To the question of to what degree safety improvements can trigger a rise in bicycling, I would like to add these thoughts based on my experience at the Secret City.
I spent nearly a year among 15,000 other people, mostly servicemembers, in a desert location. I went out every other afternoon to bicycle around the back of the airfield, fighting the north wind constantly. I would race the jets taking off on the runway just a couple hundred meters off to my left. Parking was a dream, with wooden racks placed in front of every destination. I even used a cable lock!
Bicycles were plentiful, mostly department-store mountain-bike models. Private motor vehicles were forbidden. All drivers needed additional layers of certification beyond a traditional US drivers’ license before they could get out on the road. Crashes were investigated thoroughly and those at fault were held accountable. It sounds like an idyllic paradise for bicycling, and in many respects, it was, except for mode share: there were never more than 5% of the people bicycling.
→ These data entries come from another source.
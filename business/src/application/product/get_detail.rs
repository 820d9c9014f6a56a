use std::sync::Arc;

use async_trait::async_trait;

use crate::domain::logger::Logger;
use crate::domain::product::errors::ProductError;
use crate::domain::product::model::Product;
use crate::domain::product::repository::ProductRepository;
use crate::domain::product::use_cases::get_detail::{
    GetProductDetailParams, GetProductDetailUseCase,
};

pub struct GetProductDetailUseCaseImpl {
    pub repository: Arc<dyn ProductRepository>,
    pub logger: Arc<dyn Logger>,
}

#[async_trait]
impl GetProductDetailUseCase for GetProductDetailUseCaseImpl {
    async fn execute(
        &self,
        params: GetProductDetailParams,
    ) -> Result<Option<Product>, ProductError> {
        self.logger
            .info(&format!("Fetching product detail: {}", params.id));

        let product = self.repository.get_by_id(&params.id).await?;

        if product.is_none() {
            self.logger
                .debug(&format!("No product with id {}", params.id));
        }

        Ok(product)
    }
}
I think this can be largely explained by noncommissioned officers’ reluctance to let servicemembers move around without accountability, and part in the servicemembers’ reluctance to move around without being correctly accounted for. There was no command emphasis on bicycling as an alternative to being driven around in motor vehicles. But in the real world, outside the Secret City, where do the authorities actually promote bicycling instead of other means of transportation?